11. Ich Bin Ein Auslander (taken from Dos Degos Mis Amidos)
A turn for the straightforwardly political. A track that asks us to face attitudes in England towards immigration and identifies with the other. It talks of the “rise of the right” and shows that today’s Stormzy controversy is nothing new. The track takes Eastern instruments and a load of Led Zep samples to produce probably their most powerful track. Musically works today, politically still sadly works today.
12. Bulletproof! (taken from The Looks or the Lifestyle?)
After that, something lighter. Is Everybody Happy? The young and invincible sounds of Bulletproof! More singalong choruses than you could shake a stick at and even plenty of “yeah, a-ha” for the terminally stupefied.
13. Eat Me Drink Me Dub Me Kill Me
Although the title As the album starts to wind down a bit of Lewis Carrol referencing in the title to this track. Alice is absent but what you do get is a dubbed out version of this track from 1992. The beats do sound a bit dated in places but the Ofra Haza sample and thundering bass drum dub save it. It’s a bit of contemplation of mortality with its references to Belushi and private hell.

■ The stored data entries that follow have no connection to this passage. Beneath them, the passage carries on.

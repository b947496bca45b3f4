//! Core types and traits for the catalogue
//!
//! This crate defines the foundational types used throughout the system:
//! - DocumentId: identity shared by an entity and its search document
//! - Table / Key: logical tables and composite keys of the ordered store
//! - Locale: text-search language configuration
//! - SearchConfig: explicit search configuration (`catalogue.toml`)
//! - Error: error type hierarchy
//! - Traits: Storage abstraction and WriteBatch

#![warn(missing_docs)]
#![warn(clippy::all)]

pub mod config;
pub mod error;
pub mod locale;
pub mod traits;
pub mod types;

// Re-export commonly used types and traits
pub use config::{HeadlineConfig, MatchMode, SearchConfig, CONFIG_FILE_NAME};
pub use error::{Error, Result};
pub use locale::Locale;
pub use traits::{Storage, WriteBatch};
pub use types::{DocumentId, Key, Table, VersionedValue};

14. Reclaim The Game – Funk FIFA
Although PWEI disbanded in 1995 (despite a brief reformation in 2005) there is a Pop Will Eat Itself going today. They are clear that they’re a different band, despite having a couple of original members. But they’re not out of ideas. This funky Brazilian influenced attack on FIFA’s management of the beautiful game stands up alongside anything from their heyday.
Remix 12″
Side A.
Get The Girl, Kill The Baddies! – Part Man Part Machine
Graham Crabb had a career as Golden Claw Music producing serious ambient sounds after PWEI folded. This wandering 14 minute ambient remix of PWEI’s only top 10 hit shows that this was some time in the gestation. It’s an industrial ambient track full of alien menace and waves on the shore.
Side B.
Cape Connection – Transglobal Underground Cossack In UFO Encounter Confusion (taken from Two Fingers My Friends!)
Before they disbanded PWEI released a double album of remixes from which this track is taken. It ranks among their finest. And this is the standout track. PWEI’s guitars are set far back. World Music Beats and tablas are brought to the forefront, with the most enormous bass drum. All topped off with a Russian choir. What more could you ask for? Play loud. Very loud.

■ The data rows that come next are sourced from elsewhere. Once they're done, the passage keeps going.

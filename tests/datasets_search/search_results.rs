//! Expected titles for the reference corpus

use crate::test_utils::*;

fn assert_titles(q: &str, expected: &[&str]) {
    let catalogue = catalogue();
    add_corpus(&catalogue, DEFAULT_CORPUS_ITEMS);
    assert_eq!(search_titles(&catalogue, q), expected, "query {:?}", q);
}

#[test]
fn terms_none() {
    assert_titles("", &[]);
}

#[test]
fn terms_garbage() {
    assert_titles("hello!? hm?m & || specia| ch@rs'); \"quote", &[]);
}

#[test]
fn terms_single_no_results() {
    assert_titles("tototitu", &[]);
}

#[test]
fn terms_single_result_in_title() {
    assert_titles("carbone", &["Base Carbone"]);
}

#[test]
fn terms_single_result_in_description() {
    assert_titles("forêt", &["Inventaire national forestier"]);
}

#[test]
fn terms_multiple_results_in_titles() {
    assert_titles(
        "national",
        &["Inventaire national forestier", "Cadastre national"],
    );
}

#[test]
fn terms_multiple_results_in_descriptions() {
    assert_titles(
        "France",
        &["Inventaire national forestier", "Cadastre national"],
    );
}

#[test]
fn terms_multiple_results_in_title_and_description() {
    assert_titles("base", &["Base Carbone", "Cadastre national"]);
}

#[test]
fn terms_multiple_lexemes_single_result() {
    assert_titles("données cadastre", &["Cadastre national"]);
}

#[test]
fn elided_article_matches() {
    assert_titles("ADEME", &["Base Carbone"]);
}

PWEI were pop stalwarts that never got the credit they deserved. Their more serious moments didn’t get fully acknowledged. But for a singalong party they can’t be bettered.
https://shop.popwilleatitself.net/
PWEI ICA, a playlist by acidtedblog on Spotify : A playlist featuring Pop Will Eat Itself
acidted
JC adds……
This dropped in to me over the Festive period. It put a huge smile on my face as acidted has been my longest-serving guest contributor – it was the fact that so many of his efforts were wiped out by Google when they took the old blog that got me particularly angry.
He was also the first non-Glasgow blogger I ever met face-to-face – way back in October 2009 when I was down in London to watch the Tampa Bay Buccanners get thrashed by the New England Patriots – and to my eternal shame we haven’t managed to get together in person since that Sunday morning. But we have stayed in touch by e-mail over the years – and I will always be in his debt for the times he stepped in to keep TVV up and running when personal circumstances meant I had to take a couple of extended breaks in 2010 and 2011.
PWEI were on my list of ‘must-do’ ICAs. I’ve written preciously about some of the songs in this amazing compilation and there’s a number of others that I would have included in a future effort; however, I wouldn’t have been able to bring you Reclaim The Game or Cape Connection as I wasn’t aware of them until now.
Thanks mate. Hugely appreciated.
Oh, and there’s a few more equally wonderful guest ICAs coming up over the next few weeks, all of which I’ve been sitting on for months. Cheers to the contributors for their patience and understanding.